→ **Your goal**: Could you print only the lines from the one containing "use chrono::Utc;" through the end of the listing below, unchanged?

→ **Records supplied**:
***
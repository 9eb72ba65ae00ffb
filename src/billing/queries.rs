//! Database queries for billing.
//!
//! Every statement here filters by tenant id; the id always comes from an
//! authorized `TenantScope`, never straight from the request.

use chrono::{DateTime, NaiveDate, Utc};
use rust_decimal::Decimal;
use sqlx::PgPool;
use uuid::Uuid;

use crate::error::Result;

use super::models::{DebtItem, Rental};

/// Active rentals of a tenant, in deterministic generation order
pub async fn list_active_rentals(pool: &PgPool, tenant_id: Uuid) -> Result<Vec<Rental>> {
    let rentals = sqlx::query_as::<_, Rental>(
        r#"
        SELECT
            id, tenant_id, bike_id, client_id,
            start_date, planned_end_date, actual_end_date,
            status, weekly_rate_rub
        FROM rentals
        WHERE tenant_id = $1
          AND status = 'active'
        ORDER BY start_date, id
        "#,
    )
    .bind(tenant_id)
    .fetch_all(pool)
    .await?;

    Ok(rentals)
}

/// Insert one weekly-rent payment for a rental block.
///
/// The partial unique index on (tenant_id, rental_id, period_start) is the
/// correctness guarantee against concurrent generation: the insert either
/// lands or hits the index and affects zero rows. Returns whether a row was
/// created.
pub async fn insert_weekly_payment(
    pool: &PgPool,
    tenant_id: Uuid,
    rental_id: Uuid,
    amount: Decimal,
    period_start: NaiveDate,
    period_end: NaiveDate,
) -> Result<bool> {
    let result = sqlx::query(
        r#"
        INSERT INTO payments
            (id, tenant_id, rental_id, amount, kind, status, due_at, period_start, period_end)
        VALUES
            ($1, $2, $3, $4, 'weekly_rent', 'planned', $5, $5, $6)
        ON CONFLICT (tenant_id, rental_id, period_start) WHERE kind = 'weekly_rent'
        DO NOTHING
        "#,
    )
    .bind(Uuid::new_v4())
    .bind(tenant_id)
    .bind(rental_id)
    .bind(amount)
    .bind(period_start)
    .bind(period_end)
    .execute(pool)
    .await?;

    Ok(result.rows_affected() == 1)
}

/// Ids of all active tenants, for owner-wide generation
pub async fn list_active_tenant_ids(pool: &PgPool) -> Result<Vec<Uuid>> {
    let ids: Vec<Uuid> = sqlx::query_scalar(
        r#"
        SELECT id
        FROM tenants
        WHERE is_active
        ORDER BY name, id
        "#,
    )
    .fetch_all(pool)
    .await?;

    Ok(ids)
}

/// Outstanding (planned) payments of a tenant with their rental context,
/// earliest due first
pub async fn list_planned_payments(
    pool: &PgPool,
    tenant_id: Uuid,
    due_before: Option<NaiveDate>,
) -> Result<Vec<DebtItem>> {
    let items = match due_before {
        Some(cutoff) => {
            sqlx::query_as::<_, DebtItem>(
                r#"
                SELECT
                    p.id AS payment_id,
                    p.rental_id,
                    p.amount,
                    p.due_at,
                    p.period_start,
                    p.period_end,
                    p.created_at,
                    c.full_name AS client_name,
                    c.phone AS client_phone,
                    b.code AS bike_code
                FROM payments p
                JOIN rentals r ON r.id = p.rental_id
                JOIN clients c ON c.id = r.client_id
                JOIN bikes b ON b.id = r.bike_id
                WHERE p.tenant_id = $1
                  AND p.status = 'planned'
                  AND p.due_at < $2
                ORDER BY p.due_at, p.created_at
                "#,
            )
            .bind(tenant_id)
            .bind(cutoff)
            .fetch_all(pool)
            .await?
        }
        None => {
            sqlx::query_as::<_, DebtItem>(
                r#"
                SELECT
                    p.id AS payment_id,
                    p.rental_id,
                    p.amount,
                    p.due_at,
                    p.period_start,
                    p.period_end,
                    p.created_at,
                    c.full_name AS client_name,
                    c.phone AS client_phone,
                    b.code AS bike_code
                FROM payments p
                JOIN rentals r ON r.id = p.rental_id
                JOIN clients c ON c.id = r.client_id
                JOIN bikes b ON b.id = r.bike_id
                WHERE p.tenant_id = $1
                  AND p.status = 'planned'
                ORDER BY p.due_at, p.created_at
                "#,
            )
            .bind(tenant_id)
            .fetch_all(pool)
            .await?
        }
    };

    Ok(items)
}

/// Transition planned -> paid as a single scoped update.
///
/// Returns affected rows: 0 means no planned payment with that id exists in
/// the tenant's scope.
pub async fn mark_paid(
    pool: &PgPool,
    tenant_id: Uuid,
    payment_id: Uuid,
    marked_by: Uuid,
    paid_at: DateTime<Utc>,
) -> Result<u64> {
    let result = sqlx::query(
        r#"
        UPDATE payments
        SET status = 'paid', paid_at = $1, marked_by_id = $2
        WHERE id = $3
          AND tenant_id = $4
          AND status = 'planned'
        "#,
    )
    .bind(paid_at)
    .bind(marked_by)
    .bind(payment_id)
    .bind(tenant_id)
    .execute(pool)
    .await?;

    Ok(result.rows_affected())
}

/// Transition paid -> planned, clearing paid_at and marked_by_id
pub async fn mark_planned(pool: &PgPool, tenant_id: Uuid, payment_id: Uuid) -> Result<u64> {
    let result = sqlx::query(
        r#"
        UPDATE payments
        SET status = 'planned', paid_at = NULL, marked_by_id = NULL
        WHERE id = $1
          AND tenant_id = $2
          AND status = 'paid'
        "#,
    )
    .bind(payment_id)
    .bind(tenant_id)
    .execute(pool)
    .await?;

    Ok(result.rows_affected())
}
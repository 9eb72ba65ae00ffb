//! Report route handlers

use axum::{
    extract::{Path, Query, State},
    routing::get,
    Json, Router,
};
use chrono::Utc;
use uuid::Uuid;

use crate::auth::Principal;
use crate::error::Result;
use crate::AppState;

use super::requests::MonthlyReportQuery;
use super::responses::{FranchiseeMonthlyReportResponse, OwnerMonthlyReportResponse};
use super::services;

pub fn router() -> Router<AppState> {
    Router::new()
        .route("/owner/monthly", get(owner_monthly))
        .route("/franchisees/:franchisee_id/monthly", get(franchisee_monthly))
}

/// Network-wide monthly royalty report (owner only)
async fn owner_monthly(
    State(state): State<AppState>,
    principal: Principal,
    Query(query): Query<MonthlyReportQuery>,
) -> Result<Json<OwnerMonthlyReportResponse>> {
    principal.require_owner()?;
    let report = services::owner_monthly_report(
        &state.db,
        query.month.as_deref(),
        query.include_zero,
        Utc::now(),
    )
    .await?;
    Ok(Json(report.into()))
}

/// Monthly royalty report for the caller's own franchise
async fn franchisee_monthly(
    State(state): State<AppState>,
    principal: Principal,
    Path(franchisee_id): Path<Uuid>,
    Query(query): Query<MonthlyReportQuery>,
) -> Result<Json<FranchiseeMonthlyReportResponse>> {
    principal.require_franchisee(franchisee_id)?;
    let report = services::franchisee_monthly_report(
        &state.db,
        franchisee_id,
        query.month.as_deref(),
        query.include_zero,
        Utc::now(),
    )
    .await?;
    Ok(Json(report.into()))
}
***
→ **Response to this exercise**:
use chrono::Utc;
use uuid::Uuid;

use crate::auth::Principal;
use crate::error::Result;
use crate::AppState;

use super::requests::MonthlyReportQuery;
use super::responses::{FranchiseeMonthlyReportResponse, OwnerMonthlyReportResponse};
use super::services;

pub fn router() -> Router<AppState> {
    Router::new()
        .route("/owner/monthly", get(owner_monthly))
        .route("/franchisees/:franchisee_id/monthly", get(franchisee_monthly))
}

/// Network-wide monthly royalty report (owner only)
async fn owner_monthly(
    State(state): State<AppState>,
    principal: Principal,
    Query(query): Query<MonthlyReportQuery>,
) -> Result<Json<OwnerMonthlyReportResponse>> {
    principal.require_owner()?;
    let report = services::owner_monthly_report(
        &state.db,
        query.month.as_deref(),
        query.include_zero,
        Utc::now(),
    )
    .await?;
    Ok(Json(report.into()))
}

/// Monthly royalty report for the caller's own franchise
async fn franchisee_monthly(
    State(state): State<AppState>,
    principal: Principal,
    Path(franchisee_id): Path<Uuid>,
    Query(query): Query<MonthlyReportQuery>,
) -> Result<Json<FranchiseeMonthlyReportResponse>> {
    principal.require_franchisee(franchisee_id)?;
    let report = services::franchisee_monthly_report(
        &state.db,
        franchisee_id,
        query.month.as_deref(),
        query.include_zero,
        Utc::now(),
    )
    .await?;
    Ok(Json(report.into()))
}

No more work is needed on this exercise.